Tesla Model S electric car (left) and Fisker Karma plug-in hybrid at the parking spots reserved for green cars by Virgin Airlines at San Francisco International Airport. | Photo: Steve Jurvetson/WMC 2.0.
FRESNO – Top California policymakers testified Monday in strong opposition to the Trump Administration’s proposed rule rolling back existing cleaner cars standards.
Speaking at a hearing in Fresno, representatives from four state agencies involved in climate and public health policy told the hearing that the proposal would eviscerate current greenhouse gas emission standards for the model year 2021-2026 vehicles and put in place weakened emission and fuel efficiency standards at the expense of public health, the economy and the environment.
“This proposal to retreat from current national standards is unsupported by science or technology and, if adopted, would ultimately hurt consumers, inject significant uncertainty into the automobile industry, jeopardize public health and undermine our efforts to protect our air and climate,” said Matthew Rodriquez, California’s Secretary for Environmental Protection.
“Further, the challenge to California’s authority to develop vehicle emissions standards is illegal and disregards a successful, decades-long federal-state partnership that states use to protect their people,” Rodriquez said.
On April 13, 2018, the Trump Administration took the first step toward dismantling the national program when it issued a revised final determination that claimed the federal greenhouse gas standards for the model year 2022-2025 vehicles were no longer appropriate.
The Administration failed to provide appropriate or relevant evidence for this arbitrary and capricious revision of the previous final determination.
Today’s public hearing in Fresno is one of three that the U.S. EPA and the National Highway Traffic Safety Administration are holding around the country after releasing their notice of proposed rulemaking to roll back the vehicle greenhouse gas emissions and corporate average fuel economy standards for model years 2021-2026 passenger cars and light trucks in August.
“I am here today to ask U.S. EPA and NHTSA to withdraw their incongruously named ‘SAFE’ rule,” said Mary D. Nichols, Chair of the California Air Resources Board. “There is nothing safe about this proposal. It turns its back on decades of progress in cleaning up cars and trucks, ignores available and cost-effective clean vehicle technology, wastes gasoline, and pumps more climate-changing gases into the atmosphere.”

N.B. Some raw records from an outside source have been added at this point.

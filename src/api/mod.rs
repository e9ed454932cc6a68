//! API Module
//!
//! HTTP handlers and routing for the query cache REST API.
//!
//! # Endpoints
//! - `POST /keys` - Derive a cache key from a query type and parameters
//! - `GET|PUT|DELETE /entries` - Read, upsert and clear entries
//! - `POST /entries/:key/hits` - Record a cache hit
//! - `POST /cleanup` - Sweep one batch of expired entries
//! - `GET /stats` - Get cache statistics
//! - `GET /health` - Health check endpoint

pub mod handlers;
pub mod routes;

pub use handlers::*;
pub use routes::create_router;
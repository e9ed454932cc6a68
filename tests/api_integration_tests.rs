//! Integration Tests for API Endpoints
//!
//! Tests full request/response cycles against the router.

use std::sync::Arc;
use std::time::Duration;

use axum::{
    body::Body,
    http::{Request, StatusCode},
    response::Response,
    Router,
};
use query_cache::{
    api::create_router,
    cache::{CacheStore, InMemoryBackend, KeyHasher, ManualClock},
    AppState,
};
use serde_json::{json, Value};
use tower::ServiceExt;

const DAY: Duration = Duration::from_secs(86_400);

// == Helper Functions ==

fn create_test_app() -> (Router, ManualClock) {
    let clock = ManualClock::new(1_700_000_000_000);
    let store = CacheStore::with_backend(InMemoryBackend::new(), Arc::new(clock.clone()));
    (create_router(AppState::new(store)), clock)
}

async fn body_to_json(body: Body) -> Value {
    let bytes = axum::body::to_bytes(body, usize::MAX).await.unwrap();
    serde_json::from_slice(&bytes).unwrap()
}

async fn send(app: &Router, method: &str, uri: &str, body: Option<Value>) -> Response {
    let builder = Request::builder().method(method).uri(uri);
    let request = match body {
        Some(json) => builder
            .header("content-type", "application/json")
            .body(Body::from(json.to_string()))
            .unwrap(),
        None => builder.body(Body::empty()).unwrap(),
    };
    app.clone().oneshot(request).await.unwrap()
}

async fn derive_key(app: &Router, query_type: &str, params: Value) -> String {
    let response = send(
        app,
        "POST",
        "/keys",
        Some(json!({"queryType": query_type, "params": params})),
    )
    .await;
    assert_eq!(response.status(), StatusCode::OK);
    body_to_json(response.into_body()).await["cacheKey"]
        .as_str()
        .unwrap()
        .to_string()
}

async fn put_entry(app: &Router, key: &str, query_type: &str, payload: Value) -> Value {
    let response = send(
        app,
        "PUT",
        "/entries",
        Some(json!({"cacheKey": key, "queryType": query_type, "payload": payload})),
    )
    .await;
    assert_eq!(response.status(), StatusCode::OK);
    body_to_json(response.into_body()).await
}

// == Key Derivation ==

#[tokio::test]
async fn test_derive_key_is_order_independent() {
    let (app, _) = create_test_app();

    let a = derive_key(&app, "zoning", json!({"longitude": -87.9, "latitude": 43.04})).await;
    let b = derive_key(&app, "zoning", json!({"latitude": 43.04, "longitude": -87.9})).await;

    assert_eq!(a, b);
    assert!(a.starts_with("zoning:"));
}

#[tokio::test]
async fn test_derive_key_legacy_hasher() {
    let app = create_router(AppState::with_hasher(CacheStore::new(), KeyHasher::Djb2));

    let key = derive_key(
        &app,
        "geocode",
        json!({"address": "500 N Water St", "city": "Milwaukee", "state": "WI"}),
    )
    .await;

    assert_eq!(key, "geocode:3uo5es");
}

#[tokio::test]
async fn test_derive_key_unknown_type() {
    let (app, _) = create_test_app();

    let response = send(
        &app,
        "POST",
        "/keys",
        Some(json!({"queryType": "parking", "params": {}})),
    )
    .await;

    assert_eq!(response.status(), StatusCode::BAD_REQUEST);
    let json = body_to_json(response.into_body()).await;
    assert!(json["error"].as_str().unwrap().contains("parking"));
}

// == Entries ==

#[tokio::test]
async fn test_set_then_get_entry() {
    let (app, _) = create_test_app();

    let written = put_entry(&app, "rag:abc", "rag", json!({"answer": "Yes", "citations": [1]})).await;
    assert_eq!(written["cacheKey"], "rag:abc");
    assert_eq!(written["ttlSeconds"], 86_400);
    assert!(written["id"].is_string());

    let response = send(&app, "GET", "/entries/rag:abc", None).await;
    assert_eq!(response.status(), StatusCode::OK);
    let json = body_to_json(response.into_body()).await;
    assert_eq!(json["payload"]["answer"], "Yes");
    assert_eq!(json["hitCount"], 0);
    assert_eq!(json["createdAt"], "2023-11-14T22:13:20+00:00");
}

#[tokio::test]
async fn test_upsert_keeps_id_and_created_at() {
    let (app, clock) = create_test_app();

    let first = put_entry(&app, "zoning:1", "zoning", json!("RT4")).await;
    clock.advance(DAY);
    let second = put_entry(&app, "zoning:1", "zoning", json!("LB2")).await;
    assert_eq!(first["id"], second["id"]);

    let json = body_to_json(send(&app, "GET", "/entries/zoning:1", None).await.into_body()).await;
    assert_eq!(json["payload"], "LB2");
    assert_eq!(json["createdAt"], "2023-11-14T22:13:20+00:00");
}

#[tokio::test]
async fn test_set_rejects_empty_key() {
    let (app, _) = create_test_app();

    let response = send(
        &app,
        "PUT",
        "/entries",
        Some(json!({"cacheKey": "", "queryType": "rag", "payload": null})),
    )
    .await;

    assert_eq!(response.status(), StatusCode::BAD_REQUEST);
    let json = body_to_json(response.into_body()).await;
    assert!(json.get("error").is_some());
}

#[tokio::test]
async fn test_geocode_expiry_scenario() {
    let (app, clock) = create_test_app();
    let key = derive_key(
        &app,
        "geocode",
        json!({"address": "500 N Water St", "city": "Milwaukee", "state": "WI"}),
    )
    .await;
    put_entry(&app, &key, "geocode", json!([{"lat": 43.0389, "lng": -87.9065}])).await;

    clock.advance(DAY * 29);
    let response = send(&app, "GET", &format!("/entries/{}", key), None).await;
    assert_eq!(response.status(), StatusCode::OK);

    clock.advance(DAY * 2);
    let response = send(&app, "GET", &format!("/entries/{}", key), None).await;
    assert_eq!(response.status(), StatusCode::NOT_FOUND);

    // Still physically present until swept
    let stats = body_to_json(send(&app, "GET", "/stats", None).await.into_body()).await;
    assert_eq!(stats["total"], 1);
    assert_eq!(stats["expired"], 1);
}

// == Hits & Stats ==

#[tokio::test]
async fn test_hits_are_counted() {
    let (app, _) = create_test_app();
    put_entry(&app, "rag:q", "rag", json!("a")).await;

    for _ in 0..3 {
        let response = send(&app, "POST", "/entries/rag:q/hits", None).await;
        assert_eq!(response.status(), StatusCode::OK);
    }
    let response = send(&app, "POST", "/entries/rag:missing/hits", None).await;
    assert_eq!(response.status(), StatusCode::OK);

    let entry = body_to_json(send(&app, "GET", "/entries/rag:q", None).await.into_body()).await;
    assert_eq!(entry["hitCount"], 3);

    let stats = body_to_json(send(&app, "GET", "/stats", None).await.into_body()).await;
    assert_eq!(stats["totalHits"], 3);
    assert_eq!(stats["byType"]["rag"]["hits"], 3);
    assert_eq!(stats["byType"]["rag"]["count"], 1);
    assert_eq!(stats["lookups"]["hits"], 1);
}

// == Cleanup & Clear ==

#[tokio::test]
async fn test_cleanup_batches_until_done() {
    let (app, clock) = create_test_app();
    for i in 0..150 {
        put_entry(&app, &format!("rag:{}", i), "rag", json!(i)).await;
    }
    put_entry(&app, "geocode:keep", "geocode", json!("home")).await;
    clock.advance(DAY * 2);

    let first = body_to_json(send(&app, "POST", "/cleanup", None).await.into_body()).await;
    assert_eq!(first["deleted"], 100);
    assert_eq!(first["hasMore"], true);

    let second = body_to_json(send(&app, "POST", "/cleanup", None).await.into_body()).await;
    assert_eq!(second["deleted"], 50);
    assert_eq!(second["hasMore"], false);

    let stats = body_to_json(send(&app, "GET", "/stats", None).await.into_body()).await;
    assert_eq!(stats["total"], 1);
    assert_eq!(stats["active"], 1);
}

#[tokio::test]
async fn test_clear_by_query_type() {
    let (app, _) = create_test_app();
    put_entry(&app, "geocode:1", "geocode", json!("g")).await;
    put_entry(&app, "zoning:1", "zoning", json!("z")).await;
    put_entry(&app, "zoning:2", "zoning", json!("z")).await;
    put_entry(&app, "rag:1", "rag", json!("r")).await;

    let response = send(&app, "DELETE", "/entries?queryType=zoning", None).await;
    assert_eq!(response.status(), StatusCode::OK);
    assert_eq!(body_to_json(response.into_body()).await["deleted"], 2);

    let stats = body_to_json(send(&app, "GET", "/stats", None).await.into_body()).await;
    assert_eq!(stats["total"], 2);
    assert_eq!(stats["byType"]["zoning"]["count"], 0);
    assert_eq!(stats["byType"]["geocode"]["count"], 1);
    assert_eq!(stats["byType"]["rag"]["count"], 1);

    let response = send(&app, "DELETE", "/entries", None).await;
    assert_eq!(body_to_json(response.into_body()).await["deleted"], 2);
}

#[tokio::test]
async fn test_clear_unknown_type() {
    let (app, _) = create_test_app();

    let response = send(&app, "DELETE", "/entries?queryType=permits", None).await;
    assert_eq!(response.status(), StatusCode::BAD_REQUEST);
}

// == Health ==

#[tokio::test]
async fn test_health_endpoint() {
    let (app, _) = create_test_app();

    let response = send(&app, "GET", "/health", None).await;

    assert_eq!(response.status(), StatusCode::OK);
    let json = body_to_json(response.into_body()).await;
    assert_eq!(json["status"], "healthy");
    assert!(json["timestamp"].is_string());
}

Instead of adopting maximum feasible standards to increase vehicle fuel efficiency, as federal law requires, the Administration is moving to freeze the standards at the 2020 level through the model year 2026. At present, the car industry is on track to meet or exceed the standards at issue.
Drew Bohan, executive director of the California Energy Commission, told the hearing that the state is making tremendous progress on cleaner cars.
“California already has 450,000 zero-emission vehicles on our roads. And virtually all of those have been added in just the last decade,” he said. “This transition to ZEVs is accelerating, with sales in July and August of this year beating all previous records – a trend we anticipate will continue as consumers continue to see how inexpensive and exciting these cars are to operate.”
Leading a coalition of 17 states and the District of Columbia, California Governor Jerry Brown, Attorney General Xavier Becerra, and CARB sued the EPA on May 1 over the EPA’s April 13 action. State officials have since vowed to fully defend the existing standards.
Background
In 2010, the U.S. EPA, NHTSA, CARB, and car manufacturers established a unified national program harmonizing greenhouse gas emission standards and fuel efficiency standards. In 2012, the agencies extended the national program to model years 2017-2025 vehicles.
As part of the program, California and the federal agencies agreed to undertake a mid-term evaluation to determine if the greenhouse gas emission standards for model years 2022-2025 vehicles should be maintained or revised.
In January 2017, the EPA completed the mid-term evaluation by issuing a final determination, affirming that the existing standards were appropriate and would not be changed. The EPA arrived at this conclusion based on an extensive record it developed in conjunction with CARB. CARB confirmed in March 2017 that the agreed-upon standards for model years 2022-2025 were appropriate and feasible.
The federal Clean Air Act preserves California’s authority to set its own stricter-than-federal vehicle emissions regulations to address the state’s extraordinary air quality challenges and because it had vehicle air quality regulations on its books predating the CAA and EPA.
Since then, CARB has adopted, implemented, and enforced a wide array of nation-leading air pollution controls, based on a strong foundation of science and reflecting a longstanding partnership with federal air quality regulators. Its pollution control strategies have proven to be a model for other states, the nation and other countries.
The ability of other states to adopt California standards, as long as they are as or more stringent than federal standards, is written into the CAA Section 177.